Entries taken from a collection

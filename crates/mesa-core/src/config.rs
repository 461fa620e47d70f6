//! TOML configuration shared by the client and server hosts.
//!
//! Every field has a default, so an empty file (or no file at all) yields a
//! working configuration.  Example:
//!
//! ```toml
//! [network]
//! default_host = "localhost"
//! game_port = 11223
//! announce_port = 11224
//!
//! [timing]
//! tick_interval_ms = 30
//! discovery_timeout_ms = 3000
//!
//! [limits]
//! max_frame_len = 52428800
//! reject_oversized_frames = false
//! ```

use std::path::{Path, PathBuf};

use serde::{Deserialize, Serialize};
use thiserror::Error;

use crate::protocol::address::{DEFAULT_ANNOUNCE_PORT, DEFAULT_GAME_PORT, DEFAULT_HOST};
use crate::protocol::codec::{OversizePolicy, DEFAULT_MAX_FRAME_LEN};

/// Error type for configuration file operations.
#[derive(Debug, Error)]
pub enum ConfigError {
    /// A file system I/O error occurred.
    #[error("I/O error accessing config at {path}: {source}")]
    Io {
        path: PathBuf,
        #[source]
        source: std::io::Error,
    },

    /// The TOML content could not be parsed.
    #[error("failed to parse config TOML: {0}")]
    Parse(#[from] toml::de::Error),

    /// The config could not be serialized to TOML.
    #[error("failed to serialize config: {0}")]
    Serialize(#[from] toml::ser::Error),
}

// ── Config schema types ───────────────────────────────────────────────────────

/// Top-level network configuration.
#[derive(Debug, Clone, Default, Serialize, Deserialize, PartialEq)]
pub struct NetConfig {
    #[serde(default)]
    pub network: NetworkConfig,
    #[serde(default)]
    pub timing: TimingConfig,
    #[serde(default)]
    pub limits: LimitsConfig,
    #[serde(default)]
    pub logging: LoggingConfig,
}

/// Ports and hosts.
#[derive(Debug, Clone, Serialize, Deserialize, PartialEq)]
pub struct NetworkConfig {
    /// Host used when a `Connect` carries no address.
    #[serde(default = "default_host")]
    pub default_host: String,
    /// TCP port the server listens on and clients connect to.
    #[serde(default = "default_game_port")]
    pub game_port: u16,
    /// UDP port for announcements / discovery.
    #[serde(default = "default_announce_port")]
    pub announce_port: u16,
    /// Address the server listener binds to.
    #[serde(default = "default_bind_address")]
    pub bind_address: String,
}

/// Tick-driven timing.
#[derive(Debug, Clone, Serialize, Deserialize, PartialEq)]
pub struct TimingConfig {
    /// Interval between `TimerTick` notifications.
    #[serde(default = "default_tick_interval_ms")]
    pub tick_interval_ms: u64,
    /// Discovery gives up after this many milliseconds worth of ticks.
    #[serde(default = "default_discovery_timeout_ms")]
    pub discovery_timeout_ms: u64,
    /// Server announcement period.
    #[serde(default = "default_announce_interval_ms")]
    pub announce_interval_ms: u64,
}

/// Frame size policy.
#[derive(Debug, Clone, Serialize, Deserialize, PartialEq)]
pub struct LimitsConfig {
    #[serde(default = "default_max_frame_len")]
    pub max_frame_len: usize,
    /// Drop peers that declare frames above `max_frame_len` instead of
    /// only warning.
    #[serde(default)]
    pub reject_oversized_frames: bool,
}

#[derive(Debug, Clone, Serialize, Deserialize, PartialEq)]
pub struct LoggingConfig {
    /// `tracing` log level: `"error"`, `"warn"`, `"info"`, `"debug"`, `"trace"`.
    #[serde(default = "default_log_level")]
    pub log_level: String,
}

// ── Default helpers ───────────────────────────────────────────────────────────

fn default_host() -> String {
    DEFAULT_HOST.to_string()
}
fn default_game_port() -> u16 {
    DEFAULT_GAME_PORT
}
fn default_announce_port() -> u16 {
    DEFAULT_ANNOUNCE_PORT
}
fn default_bind_address() -> String {
    "0.0.0.0".to_string()
}
fn default_tick_interval_ms() -> u64 {
    30
}
fn default_discovery_timeout_ms() -> u64 {
    3000
}
fn default_announce_interval_ms() -> u64 {
    1000
}
fn default_max_frame_len() -> usize {
    DEFAULT_MAX_FRAME_LEN
}
fn default_log_level() -> String {
    "info".to_string()
}

impl Default for NetworkConfig {
    fn default() -> Self {
        Self {
            default_host: default_host(),
            game_port: default_game_port(),
            announce_port: default_announce_port(),
            bind_address: default_bind_address(),
        }
    }
}

impl Default for TimingConfig {
    fn default() -> Self {
        Self {
            tick_interval_ms: default_tick_interval_ms(),
            discovery_timeout_ms: default_discovery_timeout_ms(),
            announce_interval_ms: default_announce_interval_ms(),
        }
    }
}

impl Default for LimitsConfig {
    fn default() -> Self {
        Self {
            max_frame_len: default_max_frame_len(),
            reject_oversized_frames: false,
        }
    }
}

impl Default for LoggingConfig {
    fn default() -> Self {
        Self {
            log_level: default_log_level(),
        }
    }
}

impl LimitsConfig {
    pub fn oversize_policy(&self) -> OversizePolicy {
        if self.reject_oversized_frames {
            OversizePolicy::Reject
        } else {
            OversizePolicy::Warn
        }
    }
}

// ── Config repository ─────────────────────────────────────────────────────────

/// Loads a [`NetConfig`] from `path`, returning the defaults if the file does
/// not exist.
///
/// # Errors
///
/// Returns [`ConfigError::Io`] for file-system errors other than "not found",
/// and [`ConfigError::Parse`] if the TOML is malformed.
pub fn load_config(path: &Path) -> Result<NetConfig, ConfigError> {
    match std::fs::read_to_string(path) {
        Ok(content) => Ok(toml::from_str(&content)?),
        Err(e) if e.kind() == std::io::ErrorKind::NotFound => Ok(NetConfig::default()),
        Err(e) => Err(ConfigError::Io {
            path: path.to_path_buf(),
            source: e,
        }),
    }
}

/// Writes `config` to `path`, creating parent directories as needed.
///
/// # Errors
///
/// Returns [`ConfigError::Io`] for file-system failures or
/// [`ConfigError::Serialize`] if serialization fails.
pub fn save_config(path: &Path, config: &NetConfig) -> Result<(), ConfigError> {
    if let Some(dir) = path.parent() {
        std::fs::create_dir_all(dir).map_err(|source| ConfigError::Io {
            path: dir.to_path_buf(),
            source,
        })?;
    }

    let content = toml::to_string_pretty(config)?;
    std::fs::write(path, content).map_err(|source| ConfigError::Io {
        path: path.to_path_buf(),
        source,
    })
}

// ── Tests ─────────────────────────────────────────────────────────────────────

#[cfg(test)]
mod tests {
    use super::*;

    fn scratch_path(name: &str) -> PathBuf {
        std::env::temp_dir()
            .join(format!("mesa-config-{}", uuid::Uuid::new_v4()))
            .join(name)
    }

    #[test]
    fn test_default_config_has_legacy_ports() {
        let cfg = NetConfig::default();
        assert_eq!(cfg.network.game_port, 11223);
        assert_eq!(cfg.network.announce_port, 11224);
        assert_eq!(cfg.network.default_host, "localhost");
    }

    #[test]
    fn test_default_timing_and_limits() {
        let cfg = NetConfig::default();
        assert_eq!(cfg.timing.tick_interval_ms, 30);
        assert_eq!(cfg.timing.discovery_timeout_ms, 3000);
        assert_eq!(cfg.limits.max_frame_len, 50 * 1024 * 1024);
        assert_eq!(cfg.limits.oversize_policy(), OversizePolicy::Warn);
    }

    #[test]
    fn test_partial_toml_fills_missing_fields_with_defaults() {
        // Arrange
        let text = "[network]\ngame_port = 4000\n\n[limits]\nreject_oversized_frames = true\n";

        // Act
        let cfg: NetConfig = toml::from_str(text).expect("parse");

        // Assert
        assert_eq!(cfg.network.game_port, 4000);
        assert_eq!(cfg.network.announce_port, 11224);
        assert_eq!(cfg.timing, TimingConfig::default());
        assert_eq!(cfg.limits.oversize_policy(), OversizePolicy::Reject);
    }

    #[test]
    fn test_empty_toml_is_the_default_config() {
        let cfg: NetConfig = toml::from_str("").expect("parse");
        assert_eq!(cfg, NetConfig::default());
    }

    #[test]
    fn test_load_missing_file_returns_defaults() {
        let cfg = load_config(&scratch_path("absent.toml")).expect("load");
        assert_eq!(cfg, NetConfig::default());
    }

    #[test]
    fn test_save_then_load_preserves_values() {
        // Arrange
        let path = scratch_path("nested/mesa.toml");
        let mut cfg = NetConfig::default();
        cfg.timing.tick_interval_ms = 15;
        cfg.logging.log_level = "debug".to_string();

        // Act
        save_config(&path, &cfg).expect("save");
        let restored = load_config(&path).expect("load");

        // Assert
        assert_eq!(restored, cfg);
        let _ = std::fs::remove_dir_all(path.parent().and_then(Path::parent).unwrap_or(&path));
    }

    #[test]
    fn test_load_malformed_toml_is_a_parse_error() {
        let path = scratch_path("broken.toml");
        std::fs::create_dir_all(path.parent().unwrap()).unwrap();
        std::fs::write(&path, "[network\ngame_port = ").unwrap();

        let err = load_config(&path).unwrap_err();

        assert!(matches!(err, ConfigError::Parse(_)));
    }
}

> **Task statement**
Each line of the data that has the string "failed" should be returned.

> **Response to this exercise**
    #[error("failed to parse config TOML: {0}")]
    #[error("failed to serialize config: {0}")]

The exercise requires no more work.